Only 34 percent of naturalization applications submitted by Palestinians living in East Jerusalem are approved, and in many cases final approval takes years.

The response disclosed for the first time the complete data regarding the naturalization of this group, citizenship by Palestinians living in Jerusalem, showing that in most years the numbers were negligible.

In the first years after reunification following Israel’s capture of East Jerusalem in the Six-Day War, from 1970-74, hundreds of people obtained citizenship each year. The numbers dropped sharply in 1975-2004, with at most a few dozen East Jerusalem Palestinians completing the process each year. A slight rise in applications began in 2005 and peaked in 2019, when 2,372 Palestinians from East Jerusalem became Israeli citizens. This was followed by a decline, with only 1,304 naturalized citizens in 2021 and just 219 in the year to date.

How many citizenship requests are approved?

Amnon Ramon of the Jerusalem Institute for Policy Research studies the legal status of East Jerusalem residents. He attributes the rise in the 1970s to lax Israeli policy after the 1967 war and says that most of the East Jerusalem Palestinians who obtained Israeli citizenship were city employees, police officers, businessmen and collaborators with the Israeli authorities. In subsequent years, applying for citizenship became taboo in Palestinian society, perceived as an acceptance of the occupation and as collaboration.

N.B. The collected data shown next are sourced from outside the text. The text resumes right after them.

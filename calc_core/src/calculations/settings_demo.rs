//! # Scaling / Normalization Demo
//!
//! Scales a base value and expresses it relative to a reference.
//! Inputs may be negative or zero, except the reference, which divides.

use log::debug;
use serde::{Deserialize, Serialize};

use crate::equations::registry::Equation;
use crate::errors::{require_finite, require_nonzero, require_representable, CalcResult};
use crate::substitution::{num, Substitutions};

/// ## JSON Example
///
/// ```json
/// { "base_value": 10.0, "scale_factor": 2.0, "reference_value": 5.0 }
/// ```
#[derive(Debug, Clone, PartialEq, Serialize, Deserialize)]
pub struct SettingsDemoInput {
    #[serde(default)]
    pub label: String,
    pub base_value: f64,
    pub scale_factor: f64,
    pub reference_value: f64,
}

impl SettingsDemoInput {
    pub fn validate(&self) -> CalcResult<()> {
        require_finite("base_value", self.base_value)?;
        require_finite("scale_factor", self.scale_factor)?;
        require_nonzero("reference_value", self.reference_value)?;
        Ok(())
    }
}

#[derive(Debug, Clone, PartialEq, Serialize, Deserialize)]
pub struct SettingsDemoResult {
    pub scaled_value: f64,
    pub normalized_value: f64,
    pub percent_of_reference: f64,
    #[serde(flatten)]
    pub substitutions: Substitutions,
}

/// Scale `base_value` by `scale_factor` and compare to `reference_value`.
///
/// ```rust
/// use calc_core::calculations::settings_demo::calculate_settings_demo;
///
/// let r = calculate_settings_demo(10.0, 2.0, 5.0).unwrap();
/// assert_eq!(r.scaled_value, 20.0);
/// assert_eq!(r.percent_of_reference, 400.0);
/// ```
pub fn calculate_settings_demo(
    base_value: f64,
    scale_factor: f64,
    reference_value: f64,
) -> CalcResult<SettingsDemoResult> {
    calculate(&SettingsDemoInput {
        label: String::new(),
        base_value,
        scale_factor,
        reference_value,
    })
}

pub fn calculate(input: &SettingsDemoInput) -> CalcResult<SettingsDemoResult> {
    input.validate()?;
    debug!(
        "Settings demo: base = {}, scale = {}, reference = {}",
        input.base_value, input.scale_factor, input.reference_value
    );

    let mut subs = Substitutions::new();

    let scaled_value = input.base_value * input.scale_factor;
    require_representable("base_value", input.base_value, "Scaled value", scaled_value)?;
    subs.record(
        "scaled_value",
        Equation::ScaledValue,
        &format!(r"{} \cdot {}", num(input.base_value), num(input.scale_factor)),
        scaled_value,
        "",
    );

    let normalized_value = scaled_value / input.reference_value;
    require_representable("reference_value", input.reference_value, "Normalized value", normalized_value)?;
    subs.record(
        "normalized_value",
        Equation::NormalizedValue,
        &format!(r"\frac{{{}}}{{{}}}", num(scaled_value), num(input.reference_value)),
        normalized_value,
        "",
    );

    let percent_of_reference = 100.0 * scaled_value / input.reference_value;
    require_representable("reference_value", input.reference_value, "Percent of reference", percent_of_reference)?;
    subs.record(
        "percent_of_reference",
        Equation::PercentOfReference,
        &format!(r"100 \cdot \frac{{{}}}{{{}}}", num(scaled_value), num(input.reference_value)),
        percent_of_reference,
        r"\%",
    );

    Ok(SettingsDemoResult {
        scaled_value,
        normalized_value,
        percent_of_reference,
        substitutions: subs,
    })
}

#[cfg(test)]
mod tests {
    use super::*;

    #[test]
    fn test_known_values() {
        let r = calculate_settings_demo(10.0, 2.0, 5.0).unwrap();
        assert_eq!(r.scaled_value, 20.0);
        assert_eq!(r.normalized_value, 4.0);
        assert_eq!(r.percent_of_reference, 400.0);
        assert_eq!(r.substitutions.len(), 3);
    }

    #[test]
    fn test_negative_reference_allowed() {
        let r = calculate_settings_demo(3.0, 1.0, -6.0).unwrap();
        assert_eq!(r.percent_of_reference, -50.0);
    }

    #[test]
    fn test_zero_reference_rejected() {
        let err = calculate_settings_demo(10.0, 2.0, 0.0).unwrap_err();
        assert_eq!(err.field(), "reference_value");
        assert_eq!(err.reason(), "reference_value must not be zero");
    }

    #[test]
    fn test_overflowing_results_rejected() {
        let err = calculate_settings_demo(1e200, 1e200, 5.0).unwrap_err();
        assert_eq!(err.field(), "base_value");
        assert!(err.reason().starts_with("Scaled value"));

        let err = calculate_settings_demo(1e200, 10.0, 1e-200).unwrap_err();
        assert_eq!(err.field(), "reference_value");
    }

    #[test]
    fn test_non_finite_rejected() {
        assert_eq!(
            calculate_settings_demo(f64::NAN, 2.0, 5.0).unwrap_err().field(),
            "base_value"
        );
        assert_eq!(
            calculate_settings_demo(1.0, f64::INFINITY, 5.0).unwrap_err().field(),
            "scale_factor"
        );
    }
}
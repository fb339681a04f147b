//! Cross-module behaviour of the public calculators.

use std::f64::consts::PI;

use approx::{assert_abs_diff_eq, assert_relative_eq};

use calc_core::calculations::beam::{self, BeamLoad, LoadCase};
use calc_core::calculations::{
    calculate_circle_basics, calculate_settings_demo, CalculationItem, CalculationOutput,
};
use calc_core::materials::{Material, MaterialGrade};
use calc_core::sections::CrossSection;

fn rect() -> CrossSection {
    CrossSection::Rectangular {
        width_mm: 50.0,
        depth_mm: 100.0,
    }
}

#[test]
fn circle_matches_closed_form() {
    for d in [0.5, 1.0, 10.0, 37.5, 1200.0] {
        let r = calculate_circle_basics(d).unwrap();
        assert_relative_eq!(r.area_mm2, PI * (d / 2.0).powi(2), max_relative = 1e-12);
        assert_relative_eq!(r.circumference_mm, PI * d, max_relative = 1e-12);
        assert_relative_eq!(r.radius_mm, d / 2.0);
    }
}

#[test]
fn circle_of_diameter_ten() {
    let r = calculate_circle_basics(10.0).unwrap();
    assert_abs_diff_eq!(r.area_mm2, 78.54, epsilon = 0.005);
    assert_abs_diff_eq!(r.circumference_mm, 31.42, epsilon = 0.005);
}

#[test]
fn settings_demo_percent_of_reference() {
    for (base, scale, reference) in [(10.0, 2.0, 5.0), (3.0, 0.5, 7.0), (-4.0, 2.5, 2.0)] {
        let r = calculate_settings_demo(base, scale, reference).unwrap();
        assert_relative_eq!(r.percent_of_reference, 100.0 * base * scale / reference, max_relative = 1e-12);
    }
    let r = calculate_settings_demo(10.0, 2.0, 5.0).unwrap();
    assert_eq!(r.scaled_value, 20.0);
    assert_eq!(r.normalized_value, 4.0);
    assert_eq!(r.percent_of_reference, 400.0);
}

#[test]
fn invalid_inputs_fail_before_computing() {
    assert_eq!(calculate_circle_basics(0.0).unwrap_err().field(), "diameter_mm");
    assert_eq!(calculate_circle_basics(-3.0).unwrap_err().error_code(), "INVALID_INPUT");
    assert_eq!(
        calculate_settings_demo(10.0, 2.0, 0.0).unwrap_err().field(),
        "reference_value"
    );
}

#[test]
fn simply_supported_center_load_moment() {
    for (span, p) in [(1.0, 100.0), (2.0, 1000.0), (7.5, 12_000.0)] {
        let r = beam::evaluate(
            LoadCase::SimplySupportedCenterPoint,
            &rect(),
            &Material::default(),
            BeamLoad {
                span_m: span,
                magnitude: p,
            },
        )
        .unwrap();
        assert_relative_eq!(r.max_moment_nm, p * span / 4.0, max_relative = 1e-12);
    }
}

#[test]
fn material_swap_scales_only_material_dependent_results() {
    let load = BeamLoad {
        span_m: 3.0,
        magnitude: 2000.0,
    };
    let steel = MaterialGrade::A36.properties();
    let aluminum = MaterialGrade::Aluminum6061T6.properties();

    let a = beam::evaluate(LoadCase::SimplySupportedCenterPoint, &rect(), &MaterialGrade::A36.into(), load).unwrap();
    let b = beam::evaluate(
        LoadCase::SimplySupportedCenterPoint,
        &rect(),
        &MaterialGrade::Aluminum6061T6.into(),
        load,
    )
    .unwrap();

    assert_eq!(a.max_moment_nm, b.max_moment_nm);
    assert_eq!(a.max_shear_n, b.max_shear_n);
    assert_eq!(a.max_bending_stress_mpa, b.max_bending_stress_mpa);
    assert_relative_eq!(
        b.max_deflection_mm / a.max_deflection_mm,
        steel.e_gpa / aluminum.e_gpa,
        max_relative = 1e-12
    );
    assert_relative_eq!(
        b.safety_factor / a.safety_factor,
        aluminum.allowable_stress_mpa / steel.allowable_stress_mpa,
        max_relative = 1e-12
    );
}

#[test]
fn custom_material_behaves_like_library_equivalent() {
    let load = BeamLoad {
        span_m: 4.0,
        magnitude: 1500.0,
    };
    let library = beam::evaluate(LoadCase::CantileverUniform, &rect(), &MaterialGrade::A36.into(), load).unwrap();
    let custom = beam::evaluate(
        LoadCase::CantileverUniform,
        &rect(),
        &Material::custom("My A36", 200.0, 150.0),
        load,
    )
    .unwrap();
    assert_eq!(library.max_deflection_mm, custom.max_deflection_mm);
    assert_eq!(library.safety_factor, custom.safety_factor);
}

#[test]
fn every_section_shape_evaluates() {
    let sections = [
        rect(),
        CrossSection::SolidCircular { diameter_mm: 60.0 },
        CrossSection::HollowCircular {
            outer_diameter_mm: 60.0,
            wall_mm: 4.0,
        },
        CrossSection::HollowRectangular {
            width_mm: 80.0,
            depth_mm: 120.0,
            wall_mm: 5.0,
        },
        CrossSection::IBeam {
            flange_width_mm: 100.0,
            depth_mm: 200.0,
            flange_thickness_mm: 8.5,
            web_thickness_mm: 5.6,
        },
    ];
    for section in sections {
        let r = beam::evaluate(
            LoadCase::FixedFixedCenterPoint,
            &section,
            &Material::standard(MaterialGrade::S355),
            BeamLoad {
                span_m: 2.0,
                magnitude: 5000.0,
            },
        )
        .unwrap();
        let props = section.properties().unwrap();
        assert_relative_eq!(
            r.max_bending_stress_mpa,
            r.max_moment_nm * 1000.0 / props.section_modulus_mm3,
            max_relative = 1e-12
        );
        assert!(r.max_shear_stress_mpa > 0.0);
    }
}

#[test]
fn repeated_calls_are_identical() {
    let json = r#"[
        { "type": "Circle", "diameter_mm": 10.0 },
        { "type": "SettingsDemo", "base_value": 10.0, "scale_factor": 2.0, "reference_value": 5.0 },
        {
            "type": "Beam",
            "load_case": "SimplySupportedUniform",
            "span_m": 4.0,
            "magnitude": 2500.0,
            "section": { "shape": "Rectangular", "width_mm": 100.0, "depth_mm": 200.0 },
            "material": { "type": "Standard", "grade": "C24" }
        },
        { "type": "Fastener", "bolt_size": "M12", "property_class": "8.8", "axial_load_n": 10000.0 },
        { "type": "WireSizing", "load_current_a": 20.0, "voltage_v": 120.0, "length_m": 15.0 },
        { "type": "TrapdoorSpring", "door_mass_kg": 20.0, "door_length_m": 1.0, "spring_arm_m": 0.1 },
        { "type": "Acoustics", "frequency_hz": 1000.0, "source_level_db": 94.0, "listener_distance_m": 10.0 }
    ]"#;
    let items: Vec<CalculationItem> = serde_json::from_str(json).unwrap();
    assert_eq!(items.len(), 7);

    for item in &items {
        let first = serde_json::to_string(&item.evaluate().unwrap()).unwrap();
        let second = serde_json::to_string(&item.evaluate().unwrap()).unwrap();
        assert_eq!(first, second, "{} drifted between calls", item.calc_type());
    }
}

#[test]
fn every_numeric_field_has_a_substitution() {
    let item = CalculationItem::Beam(beam::BeamInput {
        label: "B-1".to_string(),
        load_case: LoadCase::ProppedCantileverUniform,
        load: BeamLoad {
            span_m: 5.0,
            magnitude: 3000.0,
        },
        section: rect(),
        material: Material::default(),
        deflection_limit_ratio: 240.0,
    });
    let output = item.evaluate().unwrap();
    let fields = output.to_field_map().unwrap();
    for name in [
        "max_moment_nm",
        "max_shear_n",
        "max_bending_stress_mpa",
        "max_shear_stress_mpa",
        "max_deflection_mm",
        "deflection_ratio",
        "safety_factor",
    ] {
        assert!(fields[name].is_number(), "{} missing", name);
        let subst = fields[&format!("subst_{}", name)].as_str().unwrap();
        assert!(subst.contains(" = "), "{}", subst);
    }
    assert!(matches!(output, CalculationOutput::Beam(_)));
}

Ramon explains that the change that’s occurred over the last 17 years derives from the deep changes taking place in the city’s Palestinian society. The barrier separating them from residents of the West Bank as well as changes in the education and employment markets have driven many residents to reconsider applying for Israeli citizenship. The social taboo on this has also eroded. It is no longer considered an act that detracts from one’s Palestinian nationality.

However, the Interior Ministry’s Population and Immigration Authority has made the process more difficult. Over the past 20 years, only 38 percent of the 16,573 applications have been approved. The main reason cited for denial was failure to prove that Jerusalem was their primary place of residence and employment. Additional reasons include the lack of Hebrew language skills, refusal to renounce Jordanian citizenship, criminal background or security impediments.

The stringent policy is expressed in the number of Israeli citizens among Palestinians living in East Jerusalem. Fifty-five years after the city was unified, Palestinians account for 39 percent of the population but fewer than 5 percent of them are Israeli citizens.